→ WHAT YOU WILL DO
Copy exactly the lines of the data below that run from the line holding "reclaimed += before" through the line holding "are not throttled.", both ends included.

→ EXTRACTED DATA
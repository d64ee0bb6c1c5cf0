//! Fixed-window throttling of authentication attempts.
//!
//! The counter map is the one piece of shared mutable in-process state in
//! this crate. It is sharded so distinct keys do not contend; the
//! window-check-and-increment for one key is a single atomic unit under its
//! shard lock. Windows reset unconditionally on elapse: fixed windows over
//! sliding-window smoothing, trading burst tolerance for predictability.

use std::collections::HashMap;
use std::collections::hash_map::DefaultHasher;
use std::fmt;
use std::hash::{Hash, Hasher};
use std::sync::{Arc, Mutex, PoisonError};
use std::time::{Duration, Instant};
use tokio_util::sync::CancellationToken;
use tracing::debug;

const SHARD_COUNT: usize = 16;

/// Operation classes with independent quotas.
#[derive(Clone, Copy, Debug, Eq, PartialEq, Hash)]
pub enum RateLimitAction {
    Login,
    SecondFactor,
}

impl fmt::Display for RateLimitAction {
    fn fmt(&self, f: &mut fmt::Formatter<'_>) -> fmt::Result {
        match self {
            Self::Login => f.write_str("login"),
            Self::SecondFactor => f.write_str("second_factor"),
        }
    }
}

/// Outcome of one check.
#[derive(Clone, Copy, Debug, Eq, PartialEq)]
pub struct RateLimitDecision {
    pub allowed: bool,
    /// Requests left in the current window (0 when denied).
    pub remaining: u32,
    /// Time until the window resets; only set when denied.
    pub retry_after: Option<Duration>,
}

impl RateLimitDecision {
    const ALLOWED_UNLIMITED: Self = Self {
        allowed: true,
        remaining: u32::MAX,
        retry_after: None,
    };
}

/// Window length and maximum count for one operation class.
#[derive(Clone, Copy, Debug, Eq, PartialEq)]
pub struct RateQuota {
    pub window: Duration,
    pub max: u32,
}

/// Gate shared across concurrent requests. Implementations must be safe to
/// call from many tasks at once; a distributed store can be swapped in here.
pub trait RateLimiter: Send + Sync {
    fn check(&self, caller: &str, action: RateLimitAction) -> RateLimitDecision;
}

/// Limiter that allows everything. Useful in tests and internal tooling.
#[derive(Clone, Copy, Debug, Default)]
pub struct NoopRateLimiter;

impl RateLimiter for NoopRateLimiter {
    fn check(&self, _caller: &str, _action: RateLimitAction) -> RateLimitDecision {
        RateLimitDecision::ALLOWED_UNLIMITED
    }
}

struct WindowEntry {
    count: u32,
    window_started: Instant,
}

/// Process-local fixed-window counters keyed by (caller, action).
pub struct FixedWindowLimiter {
    shards: Vec<Mutex<HashMap<String, WindowEntry>>>,
    quotas: HashMap<RateLimitAction, RateQuota>,
}

impl FixedWindowLimiter {
    #[must_use]
    pub fn new(quotas: impl IntoIterator<Item = (RateLimitAction, RateQuota)>) -> Self {
        Self {
            shards: (0..SHARD_COUNT).map(|_| Mutex::new(HashMap::new())).collect(),
            quotas: quotas.into_iter().collect(),
        }
    }

    fn shard(&self, key: &str) -> &Mutex<HashMap<String, WindowEntry>> {
        let mut hasher = DefaultHasher::new();
        key.hash(&mut hasher);
        &self.shards[(hasher.finish() as usize) % SHARD_COUNT]
    }

    /// Count one request against the key's current window.
    pub fn check_quota(&self, key: &str, quota: RateQuota) -> RateLimitDecision {
        self.check_quota_at(key, quota, Instant::now())
    }

    fn check_quota_at(&self, key: &str, quota: RateQuota, now: Instant) -> RateLimitDecision {
        let mut entries = self.shard(key).lock().unwrap_or_else(PoisonError::into_inner);
        let entry = entries.entry(key.to_string()).or_insert(WindowEntry {
            count: 0,
            window_started: now,
        });

        let elapsed = now.saturating_duration_since(entry.window_started);
        if elapsed >= quota.window {
            // Unconditional reset once the window has closed.
            entry.count = 0;
            entry.window_started = now;
        }
        entry.count = entry.count.saturating_add(1);

        if entry.count <= quota.max {
            RateLimitDecision {
                allowed: true,
                remaining: quota.max - entry.count,
                retry_after: None,
            }
        } else {
            let elapsed = now.saturating_duration_since(entry.window_started);
            RateLimitDecision {
                allowed: false,
                remaining: 0,
                retry_after: Some(quota.window.saturating_sub(elapsed)),
            }
        }
    }

    /// Drop entries whose window has closed. Locks one shard at a time so
    /// checks on other shards proceed while sweeping.
    pub fn sweep(&self) {
        self.sweep_at(Instant::now());
    }

    fn sweep_at(&self, now: Instant) {
        let mut reclaimed = 0_usize;
        for shard in &self.shards {
            let mut entries = shard.lock().unwrap_or_else(PoisonError::into_inner);
            let before = entries.len();
            let max_window = self
                .quotas
                .values()
                .map(|quota| quota.window)
                .max()
                .unwrap_or(Duration::ZERO);
            entries.retain(|_, entry| {
                now.saturating_duration_since(entry.window_started) < max_window
            });
            reclaimed += before - entries.len();
        }
        if reclaimed > 0 {
            debug!(reclaimed, "rate limiter sweep reclaimed stale windows");
        }
    }

    /// Start a periodic sweep task. The returned guard stops the task when
    /// dropped or via [`SweeperHandle::stop`].
    #[must_use]
    pub fn spawn_sweeper(self: &Arc<Self>, interval: Duration) -> SweeperHandle {
        let token = CancellationToken::new();
        let task_token = token.clone();
        let limiter = Arc::clone(self);
        let task = tokio::spawn(async move {
            loop {
                tokio::select! {
                    () = task_token.cancelled() => break,
                    () = tokio::time::sleep(interval) => limiter.sweep(),
                }
            }
        });
        SweeperHandle {
            token,
            task: Some(task),
        }
    }
}

impl RateLimiter for FixedWindowLimiter {
    fn check(&self, caller: &str, action: RateLimitAction) -> RateLimitDecision {
        // Actions without a configured quota are not throttled.
        let Some(quota) = self.quotas.get(&action) else {
            return RateLimitDecision::ALLOWED_UNLIMITED;
        };
        self.check_quota(&format!("{caller}:{action}"), *quota)
    }
}

/// Lifecycle handle for the sweep task.
pub struct SweeperHandle {
    token: CancellationToken,
    // Option so `stop` can take the handle out from under the Drop impl.
    task: Option<tokio::task::JoinHandle<()>>,
}

impl SweeperHandle {
    /// Stop the sweep task and wait for it to finish.
    pub async fn stop(mut self) {
        self.token.cancel();
        if let Some(task) = self.task.take() {
            let _ = task.await;
        }
    }
}

impl Drop for SweeperHandle {
    fn drop(&mut self) {
        self.token.cancel();
    }
}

→ RESULT OF THIS EXERCISE
            reclaimed += before - entries.len();
        }
        if reclaimed > 0 {
            debug!(reclaimed, "rate limiter sweep reclaimed stale windows");
        }
    }

    /// Start a periodic sweep task. The returned guard stops the task when
    /// dropped or via [`SweeperHandle::stop`].
    #[must_use]
    pub fn spawn_sweeper(self: &Arc<Self>, interval: Duration) -> SweeperHandle {
        let token = CancellationToken::new();
        let task_token = token.clone();
        let limiter = Arc::clone(self);
        let task = tokio::spawn(async move {
            loop {
                tokio::select! {
                    () = task_token.cancelled() => break,
                    () = tokio::time::sleep(interval) => limiter.sweep(),
                }
            }
        });
        SweeperHandle {
            token,
            task: Some(task),
        }
    }
}

impl RateLimiter for FixedWindowLimiter {
    fn check(&self, caller: &str, action: RateLimitAction) -> RateLimitDecision {
        // Actions without a configured quota are not throttled.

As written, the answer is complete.